An other option to control the height is ‚SUPERCROPPING‘ the plants. Here is how we ‚supercrop‘ a plant:
Appr. 15-20 cm from the top of the plant, right above an internode, we take the main stem between two fingers and press very hard until we can feel the fibers inside the stem brake. By slowly pressing all around the diameter of the stem we create a weak spot at which we bend over the stem, so it looks 90-180 degrees downward. We do this very carefully to not brake the outer skin of the stem while we bend the stem downwards. Even if some fibres brake, the stem will repair itself within a few days to a week and then start to point upwards again. During the time the main stem needs to repair itself, all other side-stems will grow more upwards and this makes the plant bush out more. At the same time a supercropped plant will produce bigger buds at harvest time, than a plant where you did not do that. Somehow the plant reacts to being hurt by getting stronger and producing more. We also do not loose the main head-bud this way, since the top of the main branch can continue to grow and will develop lots of bud later in flowering.
Do NOT let your soil dry out too far: —> dont let your plants hang ;)

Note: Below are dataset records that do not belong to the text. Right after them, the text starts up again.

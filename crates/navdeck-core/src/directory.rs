//! Host-facing scene oracle.
//!
//! The host application owns scenes; NavDeck only ever sees opaque ids plus
//! the few per-scene facts the navigation strip needs. [`SceneDirectory`] is
//! the seam: the core treats it as a volatile external oracle and never caches
//! what it returns.

/// A user currently viewing a scene, as shown on navigation badges.
#[derive(Clone, Debug, PartialEq, Eq)]
pub struct Viewer {
    /// First letter of the user's name.
    pub letter: char,
    /// The user's display color (hex).
    pub color: String,
}

/// The host's view of the current scene set.
///
/// `scene_ids` is the source of truth for what exists right now; the
/// remaining methods are pass-through host policy (visibility, activity,
/// privilege) that the core consumes without re-deriving.
pub trait SceneDirectory: Send + Sync {
    /// Current live scene ids, in navigation order.
    fn scene_ids(&self) -> Vec<String>;

    /// Display name for a scene, `None` when the id is unknown to the host.
    fn scene_name(&self, scene_id: &str) -> Option<String>;

    /// Whether the calling user may manage presets (GM-equivalent).
    fn is_privileged(&self) -> bool;

    /// Host visibility predicate used only when filtering the preset list
    /// for non-privileged callers.
    fn is_scene_visible(&self, scene_id: &str) -> bool;

    /// Whether the host currently has this scene active.
    fn is_scene_active(&self, scene_id: &str) -> bool;

    /// Users currently viewing the scene.
    fn viewers(&self, _scene_id: &str) -> Vec<Viewer> {
        Vec::new()
    }
}

#[cfg(any(test, feature = "test-helpers"))]
pub use fixture::FixedDirectory;

#[cfg(any(test, feature = "test-helpers"))]
mod fixture {
    use super::*;

    #[derive(Clone, Debug)]
    struct FixedScene {
        id: String,
        name: String,
        visible: bool,
        active: bool,
        viewers: Vec<Viewer>,
    }

    /// In-memory [`SceneDirectory`] for tests.
    ///
    /// Builder-style: start from [`privileged`](Self::privileged) or
    /// [`player`](Self::player) and chain `with_*` calls.
    #[derive(Clone, Debug, Default)]
    pub struct FixedDirectory {
        scenes: Vec<FixedScene>,
        privileged: bool,
    }

    impl FixedDirectory {
        /// Directory whose caller may manage presets.
        #[must_use]
        pub fn privileged() -> Self {
            Self {
                scenes: Vec::new(),
                privileged: true,
            }
        }

        /// Directory for a non-privileged player.
        #[must_use]
        pub fn player() -> Self {
            Self::default()
        }

        /// Add a visible scene named after its id.
        #[must_use]
        pub fn with_scene(mut self, id: &str) -> Self {
            self.scenes.push(FixedScene {
                id: id.to_owned(),
                name: id.to_owned(),
                visible: true,
                active: false,
                viewers: Vec::new(),
            });
            self
        }

        /// Add a visible scene with an explicit display name.
        #[must_use]
        pub fn with_named_scene(mut self, id: &str, name: &str) -> Self {
            self.scenes.push(FixedScene {
                id: id.to_owned(),
                name: name.to_owned(),
                visible: true,
                active: false,
                viewers: Vec::new(),
            });
            self
        }

        /// Add a scene the host visibility predicate rejects.
        #[must_use]
        pub fn with_hidden_scene(mut self, id: &str) -> Self {
            self.scenes.push(FixedScene {
                id: id.to_owned(),
                name: id.to_owned(),
                visible: false,
                active: false,
                viewers: Vec::new(),
            });
            self
        }

        /// Mark a previously added scene as host-active.
        #[must_use]
        pub fn with_active(mut self, id: &str) -> Self {
            if let Some(scene) = self.scenes.iter_mut().find(|s| s.id == id) {
                scene.active = true;
            }
            self
        }

        /// Attach a viewer badge to a previously added scene.
        #[must_use]
        pub fn with_viewer(mut self, id: &str, letter: char, color: &str) -> Self {
            if let Some(scene) = self.scenes.iter_mut().find(|s| s.id == id) {
                scene.viewers.push(Viewer {
                    letter,
                    color: color.to_owned(),
                });
            }
            self
        }
    }

    impl SceneDirectory for FixedDirectory {
        fn scene_ids(&self) -> Vec<String> {
            self.scenes.iter().map(|s| s.id.clone()).collect()
        }

        fn scene_name(&self, scene_id: &str) -> Option<String> {
            self.scenes
                .iter()
                .find(|s| s.id == scene_id)
                .map(|s| s.name.clone())
        }

        fn is_privileged(&self) -> bool {
            self.privileged
        }

        fn is_scene_visible(&self, scene_id: &str) -> bool {
            self.scenes
                .iter()
                .find(|s| s.id == scene_id)
                .is_some_and(|s| s.visible)
        }

        fn is_scene_active(&self, scene_id: &str) -> bool {
            self.scenes
                .iter()
                .find(|s| s.id == scene_id)
                .is_some_and(|s| s.active)
        }

        fn viewers(&self, scene_id: &str) -> Vec<Viewer> {
            self.scenes
                .iter()
                .find(|s| s.id == scene_id)
                .map(|s| s.viewers.clone())
                .unwrap_or_default()
        }
    }
}
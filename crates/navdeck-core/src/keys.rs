//! Well-known setting keys.
//!
//! These names are part of the durable format: worlds written by earlier
//! versions of the system are read back under the same keys.

/// World-scoped preset collection (JSON object keyed by preset id).
pub const PRESETS: &str = "npresets";

/// Client-scoped active preset pointer (preset id string).
pub const ACTIVE_PRESET: &str = "active-preset";

/// World-scoped snapshot of the scene ids seen on first run.
pub const NAV_SNAPSHOT: &str = "current-navids";

/// World-scoped flag: non-privileged users may use the preset strip.
pub const PLAYER_ENABLED: &str = "player-enabled";

/// World-scoped flag: truncate scene/preset labels for display.
pub const TRUNCATE_NAMES: &str = "truncate-name";
//! Error taxonomy for preset operations.

use std::fmt;

use navdeck_settings::StoreError;

/// Errors raised by preset registry, tracker, and mutation operations.
#[derive(Debug)]
pub enum PresetError {
    /// A preset id was referenced that does not exist in the collection.
    UnknownPreset(String),
    /// An attempt was made to delete the protected default preset.
    ProtectedPreset(String),
    /// The settings store failed; no partial state was written.
    Store(StoreError),
}

impl fmt::Display for PresetError {
    fn fmt(&self, f: &mut fmt::Formatter<'_>) -> fmt::Result {
        match self {
            PresetError::UnknownPreset(id) => write!(f, "unknown preset `{id}`"),
            PresetError::ProtectedPreset(id) => {
                write!(f, "preset `{id}` is protected and cannot be deleted")
            }
            PresetError::Store(e) => write!(f, "settings store failure: {e}"),
        }
    }
}

impl std::error::Error for PresetError {
    fn source(&self) -> Option<&(dyn std::error::Error + 'static)> {
        match self {
            PresetError::Store(e) => Some(e),
            _ => None,
        }
    }
}

impl From<StoreError> for PresetError {
    fn from(e: StoreError) -> Self {
        PresetError::Store(e)
    }
}

/// Result type for preset operations.
pub type PresetResult<T> = Result<T, PresetError>;

#[cfg(test)]
mod tests {
    use super::*;

    #[test]
    fn display_names_the_offending_preset() {
        let unknown = PresetError::UnknownPreset("npreset-abc".into());
        assert!(unknown.to_string().contains("npreset-abc"));

        let protected = PresetError::ProtectedPreset("default".into());
        assert!(protected.to_string().contains("default"));
        assert!(protected.to_string().contains("protected"));
    }

    #[test]
    fn store_errors_keep_their_source() {
        use std::error::Error;
        let err = PresetError::from(StoreError::Corruption("lock poisoned".into()));
        assert!(err.source().is_some());
    }
}
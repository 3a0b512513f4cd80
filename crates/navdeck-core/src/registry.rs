//! Preset collection ownership and reconciliation against the live scene set.
//!
//! The registry is the only component that reads and writes the stored
//! collection. Every operation re-reads current state from the settings store
//! before acting, so interleaved callbacks and external writers never work
//! from a stale in-memory copy.

use navdeck_settings::{Scope, Settings};
use tracing::{debug, info};

use crate::error::{PresetError, PresetResult};
use crate::keys;
use crate::preset::{DEFAULT_PRESET_ID, Preset, PresetCollection};

/// Owns the stored [`PresetCollection`] and its invariants.
#[derive(Clone, Debug)]
pub struct PresetRegistry {
    settings: Settings,
}

impl PresetRegistry {
    /// Create a registry over the given settings handle.
    #[must_use]
    pub fn new(settings: Settings) -> Self {
        Self { settings }
    }

    /// Load the stored collection. An unset key reads as the empty
    /// (uninitialized) collection.
    pub fn collection(&self) -> PresetResult<PresetCollection> {
        Ok(self
            .settings
            .get::<PresetCollection>(Scope::World, keys::PRESETS)?
            .unwrap_or_default())
    }

    /// Persist the full collection as a single store write.
    pub fn save(&self, collection: &PresetCollection) -> PresetResult<()> {
        self.settings.set(Scope::World, keys::PRESETS, collection)?;
        Ok(())
    }

    /// First-run construction: when the stored collection is empty, create it
    /// with only the default preset seeded from `scene_ids`.
    ///
    /// Idempotent: returns `Ok(false)` without writing when the collection is
    /// already populated.
    pub fn initialize(&self, scene_ids: &[String]) -> PresetResult<bool> {
        let mut collection = self.collection()?;
        if !collection.is_empty() {
            return Ok(false);
        }
        collection.insert(Preset::default_preset(scene_ids.to_vec()));
        self.save(&collection)?;
        info!(scenes = scene_ids.len(), "initialized preset collection");
        Ok(true)
    }

    /// Fold scene ids unknown to every preset into the default preset.
    ///
    /// Scenes referenced by a preset but absent from `scene_ids` are left
    /// untouched: stale references persist until an explicit mutation removes
    /// them. Writes only when something changed; returns the number of scenes
    /// folded in.
    pub fn reconcile(&self, scene_ids: &[String]) -> PresetResult<usize> {
        let mut collection = self.collection()?;
        let unassigned: Vec<String> = {
            let assigned = collection.assigned_scene_ids();
            scene_ids
                .iter()
                .filter(|id| !assigned.contains(id.as_str()))
                .cloned()
                .collect()
        };
        if unassigned.is_empty() {
            return Ok(0);
        }
        let default = collection
            .default_preset_mut()
            .ok_or_else(|| PresetError::UnknownPreset(DEFAULT_PRESET_ID.to_owned()))?;
        default.scenes.extend(unassigned.iter().cloned());
        self.save(&collection)?;
        debug!(
            folded = unassigned.len(),
            "assigned drifted scenes to default preset"
        );
        Ok(unassigned.len())
    }

    /// The collection as seen by a caller.
    ///
    /// Privileged callers get everything. Non-privileged callers only see
    /// presets containing at least one scene accepted by `visible` - a host
    /// policy predicate the registry passes through without interpreting.
    pub fn list(
        &self,
        privileged: bool,
        visible: impl Fn(&str) -> bool,
    ) -> PresetResult<PresetCollection> {
        let collection = self.collection()?;
        if privileged {
            return Ok(collection);
        }
        Ok(collection.filtered(|preset| preset.scenes.iter().any(|s| visible(s))))
    }

    /// The default preset entry.
    pub fn default_preset(&self) -> PresetResult<Preset> {
        self.collection()?
            .remove(DEFAULT_PRESET_ID)
            .ok_or_else(|| PresetError::UnknownPreset(DEFAULT_PRESET_ID.to_owned()))
    }
}
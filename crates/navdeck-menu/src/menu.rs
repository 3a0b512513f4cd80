//! Navigation dropdown view model.
//!
//! Pure construction: the host renders however it likes, this module only
//! decides *what* appears. The rules mirror the strip's behavior:
//!
//! - the active preset is the dropdown header, not a menu entry
//! - remaining presets list alpha-sorted by title
//! - the default preset is skipped while it owns no scenes
//! - presets containing the host-active scene carry a marker
//! - viewer badges aggregate over member scenes in navigation order

use navdeck_core::preset::{DEFAULT_PRESET_ID, Preset, PresetCollection};
use navdeck_core::service::DeckOptions;
use navdeck_core::{SceneDirectory, Viewer};

use crate::label::{NAV_LABEL_MAX, truncate_label};

/// One selectable preset in the navigation strip.
#[derive(Clone, Debug, PartialEq, Eq)]
pub struct MenuEntry {
    /// Id of the preset this entry activates.
    pub preset_id: String,
    /// Display label, truncated per world options.
    pub title: String,
    /// Background color (hex, never empty).
    pub color: String,
    /// Whether a member scene is currently host-active.
    pub has_active_scene: bool,
    /// Badges for users viewing member scenes.
    pub viewers: Vec<Viewer>,
}

/// The whole dropdown: header entry plus the selectable rest.
#[derive(Clone, Debug, PartialEq, Eq)]
pub struct NavigationMenu {
    /// The active preset, shown as the dropdown header. `None` only for an
    /// uninitialized collection.
    pub active: Option<MenuEntry>,
    /// The other presets, in display order.
    pub entries: Vec<MenuEntry>,
    /// Whether the caller gets create/edit/delete affordances.
    pub can_manage: bool,
}

impl NavigationMenu {
    /// Build the dropdown model for the given collection state.
    #[must_use]
    pub fn build(
        collection: &PresetCollection,
        active_id: Option<&str>,
        directory: &dyn SceneDirectory,
        options: &DeckOptions,
    ) -> Self {
        let active = active_id
            .and_then(|id| collection.get(id))
            .map(|preset| entry_for(preset, directory, options));

        let entries = collection
            .sorted_by_title()
            .into_iter()
            .filter(|preset| Some(preset.id.as_str()) != active_id)
            .filter(|preset| !(preset.id == DEFAULT_PRESET_ID && preset.scenes.is_empty()))
            .map(|preset| entry_for(preset, directory, options))
            .collect();

        Self {
            active,
            entries,
            can_manage: directory.is_privileged(),
        }
    }
}

fn entry_for(preset: &Preset, directory: &dyn SceneDirectory, options: &DeckOptions) -> MenuEntry {
    let title = if options.truncate_names {
        truncate_label(&preset.title, NAV_LABEL_MAX)
    } else {
        preset.title.clone()
    };

    let has_active_scene = preset
        .scenes
        .iter()
        .any(|scene| directory.is_scene_active(scene));

    // Nav order, not preset order, so badges line up with the strip.
    let viewers = directory
        .scene_ids()
        .into_iter()
        .filter(|scene| preset.contains_scene(scene))
        .flat_map(|scene| directory.viewers(&scene))
        .collect();

    MenuEntry {
        preset_id: preset.id.clone(),
        title,
        color: preset.color.clone(),
        has_active_scene,
        viewers,
    }
}
impl DeckOptions {
    /// Load options from world settings, defaulting per field.
    pub fn load(settings: &Settings) -> PresetResult<Self> {
        let defaults = Self::default();
        Ok(Self {
            player_enabled: read_flag(settings, keys::PLAYER_ENABLED, defaults.player_enabled)?,
            truncate_names: read_flag(settings, keys::TRUNCATE_NAMES, defaults.truncate_names)?,
        })
    }

    /// Persist both flags to world settings.
    pub fn store(&self, settings: &Settings) -> PresetResult<()> {
        settings.set(Scope::World, keys::PLAYER_ENABLED, &self.player_enabled)?;
        settings.set(Scope::World, keys::TRUNCATE_NAMES, &self.truncate_names)?;
        Ok(())
    }
}

/// Read a boolean flag, tolerating unreadable stored values.
fn read_flag(settings: &Settings, key: &str, default: bool) -> PresetResult<bool> {
    match settings.get::<bool>(Scope::World, key) {
        Ok(value) => Ok(value.unwrap_or(default)),
        Err(StoreError::Serialization(msg)) => {
            warn!(key, %msg, "unreadable option value, using default");
            Ok(default)
        }
        Err(e) => Err(e.into()),
    }
}

/// What changed, as reported to [`PresetService::on_change`] listeners.
#[derive(Clone, Debug, PartialEq, Eq)]
pub enum Change {
    /// First-run initialization wrote the seeded collection.
    Initialized,
    /// Reconciliation folded drifted scenes into the default preset.
    Reconciled {
        /// Number of scenes folded in.
        folded: usize,
    },
    /// A preset was created or updated.
    Updated {
        /// Id of the affected preset.
        preset_id: String,
    },
    /// A preset was deleted (its scenes migrated to default).
    Deleted {
        /// Id of the removed preset.
        preset_id: String,
    },
    /// The active pointer moved.
    Activated {
        /// Id of the newly active preset.
        preset_id: String,
    },
}

type ChangeListener = Box<dyn Fn(&Change) + Send + Sync>;

/// The exposed interface of the preset system.
pub struct PresetService {
    settings: Settings,
    directory: Arc<dyn SceneDirectory>,
    registry: PresetRegistry,
    tracker: ActivePresetTracker,
    mutations: PresetMutationService,
    listeners: RwLock<Vec<ChangeListener>>,
}
//! Scene grouping for the preset edit dialog.
//!
//! The dialog shows every scene currently in the navigation strip, split into
//! scenes already claimed by a non-default preset and scenes still sitting in
//! (or destined for) the default bucket.

use navdeck_core::preset::PresetCollection;
use navdeck_core::SceneDirectory;

/// A scene as the edit dialog lists it.
#[derive(Clone, Debug, PartialEq, Eq)]
pub struct SceneRef {
    /// Opaque scene id.
    pub id: String,
    /// Display name; falls back to the id when the host has no name for it.
    pub name: String,
}

/// Live scenes split by assignment status, alpha-sorted by display name.
#[derive(Clone, Debug, Default, PartialEq, Eq)]
pub struct GroupedScenes {
    /// Scenes owned by some non-default preset.
    pub assigned: Vec<SceneRef>,
    /// Scenes owned by the default preset or by nobody yet.
    pub unassigned: Vec<SceneRef>,
}

impl GroupedScenes {
    /// Group the live scene set against the collection's assignments.
    #[must_use]
    pub fn build(collection: &PresetCollection, directory: &dyn SceneDirectory) -> Self {
        let mut assigned = Vec::new();
        let mut unassigned = Vec::new();

        for scene_id in directory.scene_ids() {
            let scene = SceneRef {
                name: directory.scene_name(&scene_id).unwrap_or_else(|| scene_id.clone()),
                id: scene_id,
            };
            let claimed = collection
                .owner_of(&scene.id)
                .is_some_and(|owner| !owner.is_default());
            if claimed {
                assigned.push(scene);
            } else {
                unassigned.push(scene);
            }
        }

        assigned.sort_by(|a, b| a.name.cmp(&b.name).then_with(|| a.id.cmp(&b.id)));
        unassigned.sort_by(|a, b| a.name.cmp(&b.name).then_with(|| a.id.cmp(&b.id)));
        Self { assigned, unassigned }
    }
}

Cannabis is a very hardy plant and can endure a lot of stress without being affected. She can grow in very dry conditions (e.g in Nepal in the mountains of the Himalaya) and also in very humid and wet conditions (e.g. in India at sea-level). Indoors it is best to water the growing medium (e.g. soil) on a regular basis and make the soil good wet, so the pot feels heavy when you lift it. Then you should let the soil dry up until the pot feels light when you lift it and then water again. This will ensure your roots will develop properly and can get enough oxygen as well. Be careful and do not let the soil get too dry! After a while of drying up, the soil will start to shrink. You can see this at the edge of the soil next to the wall of the pot, if there is a small gap your soil has dried out too far and started to shrink in. A sure sign that your soil has dried out much too far, is your plant hanging. When the plant starts to let her leaves hang down and later even the sidebranches get limp and start to hang, then you know for sure your soil is too dry. This should be avoided at all cost.
When this happens you simply have to carefully water the plant right away. First a little bit, so the soil starts to take up water again, and then more. The plant will restore herself even from this state of wilting, when you water her carefully, she will lift the branches and leaves up again and continue to grow, but she will have suffered a lot and sometimes develop less buds later in flowering. Therefore it is best to keep an eye on the soil and water again on time before the soil gets too dry.
We hope our tips will help you to grow your SSSC-seeds to the max and we will continue with the switch to flowering in our following article.